Exercise input Block Start

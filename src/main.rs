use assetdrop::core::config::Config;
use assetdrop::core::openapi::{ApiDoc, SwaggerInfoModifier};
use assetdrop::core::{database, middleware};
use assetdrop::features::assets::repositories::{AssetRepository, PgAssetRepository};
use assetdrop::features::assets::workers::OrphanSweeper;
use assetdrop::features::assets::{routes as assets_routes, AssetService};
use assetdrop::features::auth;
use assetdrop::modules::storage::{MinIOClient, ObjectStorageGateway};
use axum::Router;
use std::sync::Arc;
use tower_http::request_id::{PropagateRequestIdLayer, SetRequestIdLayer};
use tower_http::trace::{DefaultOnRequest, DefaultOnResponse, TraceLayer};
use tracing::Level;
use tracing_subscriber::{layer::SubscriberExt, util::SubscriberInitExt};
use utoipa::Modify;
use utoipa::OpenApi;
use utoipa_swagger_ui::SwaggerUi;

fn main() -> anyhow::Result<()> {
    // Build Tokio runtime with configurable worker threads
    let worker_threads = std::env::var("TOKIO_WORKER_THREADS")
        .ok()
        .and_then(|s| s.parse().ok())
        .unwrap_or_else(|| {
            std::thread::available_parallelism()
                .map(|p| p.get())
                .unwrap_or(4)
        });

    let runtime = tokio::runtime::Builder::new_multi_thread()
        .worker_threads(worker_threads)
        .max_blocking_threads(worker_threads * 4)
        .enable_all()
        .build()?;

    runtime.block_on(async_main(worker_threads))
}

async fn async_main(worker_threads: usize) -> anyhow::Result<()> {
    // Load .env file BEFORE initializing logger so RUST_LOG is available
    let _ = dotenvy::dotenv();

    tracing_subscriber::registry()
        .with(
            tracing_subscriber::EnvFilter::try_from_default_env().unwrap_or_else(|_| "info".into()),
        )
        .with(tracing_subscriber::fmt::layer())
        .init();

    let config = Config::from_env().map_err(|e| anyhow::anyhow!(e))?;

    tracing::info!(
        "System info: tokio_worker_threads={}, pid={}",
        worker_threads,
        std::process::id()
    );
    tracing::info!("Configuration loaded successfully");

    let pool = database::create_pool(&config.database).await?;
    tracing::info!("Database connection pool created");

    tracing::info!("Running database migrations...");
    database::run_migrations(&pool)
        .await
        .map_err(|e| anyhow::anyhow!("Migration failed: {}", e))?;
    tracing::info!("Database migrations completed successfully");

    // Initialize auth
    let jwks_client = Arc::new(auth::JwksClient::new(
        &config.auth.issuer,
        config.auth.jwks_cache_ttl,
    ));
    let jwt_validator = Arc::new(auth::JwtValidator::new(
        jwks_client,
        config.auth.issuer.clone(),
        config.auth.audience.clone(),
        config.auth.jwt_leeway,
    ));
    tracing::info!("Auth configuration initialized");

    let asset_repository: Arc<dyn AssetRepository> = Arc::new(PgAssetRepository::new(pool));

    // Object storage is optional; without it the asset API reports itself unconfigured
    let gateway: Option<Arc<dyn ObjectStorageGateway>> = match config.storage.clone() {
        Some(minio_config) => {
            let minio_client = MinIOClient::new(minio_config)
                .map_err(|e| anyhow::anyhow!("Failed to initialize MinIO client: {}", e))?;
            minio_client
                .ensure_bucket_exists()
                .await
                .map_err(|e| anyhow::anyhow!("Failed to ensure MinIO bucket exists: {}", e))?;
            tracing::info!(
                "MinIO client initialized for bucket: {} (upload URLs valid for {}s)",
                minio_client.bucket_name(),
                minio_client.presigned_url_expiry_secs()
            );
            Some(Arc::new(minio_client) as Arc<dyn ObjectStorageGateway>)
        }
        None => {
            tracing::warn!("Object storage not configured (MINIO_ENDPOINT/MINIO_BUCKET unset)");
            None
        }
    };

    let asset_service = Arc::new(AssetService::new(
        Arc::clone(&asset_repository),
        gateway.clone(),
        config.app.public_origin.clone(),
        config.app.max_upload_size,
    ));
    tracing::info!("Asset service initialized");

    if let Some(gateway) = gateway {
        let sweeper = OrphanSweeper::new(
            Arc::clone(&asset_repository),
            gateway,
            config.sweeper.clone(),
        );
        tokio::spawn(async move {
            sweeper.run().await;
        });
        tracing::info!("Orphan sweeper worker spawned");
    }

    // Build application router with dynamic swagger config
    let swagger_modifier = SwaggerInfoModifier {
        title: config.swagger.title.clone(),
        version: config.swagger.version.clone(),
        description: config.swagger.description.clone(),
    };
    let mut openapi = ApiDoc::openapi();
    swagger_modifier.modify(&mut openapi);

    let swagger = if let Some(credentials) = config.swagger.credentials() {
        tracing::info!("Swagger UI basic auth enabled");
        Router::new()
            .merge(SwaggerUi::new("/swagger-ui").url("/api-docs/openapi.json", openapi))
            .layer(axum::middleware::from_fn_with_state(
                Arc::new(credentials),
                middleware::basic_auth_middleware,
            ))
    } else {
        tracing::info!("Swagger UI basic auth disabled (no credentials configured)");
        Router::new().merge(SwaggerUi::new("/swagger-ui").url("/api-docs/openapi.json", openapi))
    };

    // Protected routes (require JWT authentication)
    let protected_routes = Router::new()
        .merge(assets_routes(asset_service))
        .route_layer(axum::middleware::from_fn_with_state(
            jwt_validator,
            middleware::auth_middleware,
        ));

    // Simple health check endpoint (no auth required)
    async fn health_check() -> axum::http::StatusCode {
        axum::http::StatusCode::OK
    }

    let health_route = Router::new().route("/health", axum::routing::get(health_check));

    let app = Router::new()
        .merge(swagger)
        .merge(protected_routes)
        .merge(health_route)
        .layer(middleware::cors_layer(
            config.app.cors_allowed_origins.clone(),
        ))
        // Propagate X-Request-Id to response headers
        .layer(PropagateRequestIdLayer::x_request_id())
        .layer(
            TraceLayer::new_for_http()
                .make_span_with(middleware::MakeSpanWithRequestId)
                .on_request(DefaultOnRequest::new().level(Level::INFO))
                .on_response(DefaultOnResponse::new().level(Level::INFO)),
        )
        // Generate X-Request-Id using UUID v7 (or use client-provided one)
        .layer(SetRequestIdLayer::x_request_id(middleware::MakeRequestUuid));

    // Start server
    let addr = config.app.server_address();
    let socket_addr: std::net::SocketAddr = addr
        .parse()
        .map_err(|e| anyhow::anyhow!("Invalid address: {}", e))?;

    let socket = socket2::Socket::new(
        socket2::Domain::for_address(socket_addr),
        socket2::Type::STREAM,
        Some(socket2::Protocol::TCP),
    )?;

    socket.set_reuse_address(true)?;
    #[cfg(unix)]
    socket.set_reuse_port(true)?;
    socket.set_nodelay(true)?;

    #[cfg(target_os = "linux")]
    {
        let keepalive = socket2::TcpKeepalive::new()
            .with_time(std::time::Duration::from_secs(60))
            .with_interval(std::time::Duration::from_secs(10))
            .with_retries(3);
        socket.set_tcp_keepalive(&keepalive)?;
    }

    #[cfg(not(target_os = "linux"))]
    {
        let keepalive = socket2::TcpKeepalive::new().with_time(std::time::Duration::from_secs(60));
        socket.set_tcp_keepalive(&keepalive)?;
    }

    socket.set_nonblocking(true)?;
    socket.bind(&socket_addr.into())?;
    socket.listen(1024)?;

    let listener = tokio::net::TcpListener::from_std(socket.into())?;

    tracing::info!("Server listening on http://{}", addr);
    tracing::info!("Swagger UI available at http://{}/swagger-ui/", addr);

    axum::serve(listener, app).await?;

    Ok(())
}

Exercise input Block End

Exercise instructions
The line with "use assetdrop::features::assets::workers::OrphanSweeper;" marks the end; reproduce exactly every line from the start of the entries up to it, that line included.

Exercise answer
filename src/main.rs
use assetdrop::core::config::Config;
use assetdrop::core::openapi::{ApiDoc, SwaggerInfoModifier};
use assetdrop::core::{database, middleware};
use assetdrop::features::assets::repositories::{AssetRepository, PgAssetRepository};
use assetdrop::features::assets::workers::OrphanSweeper;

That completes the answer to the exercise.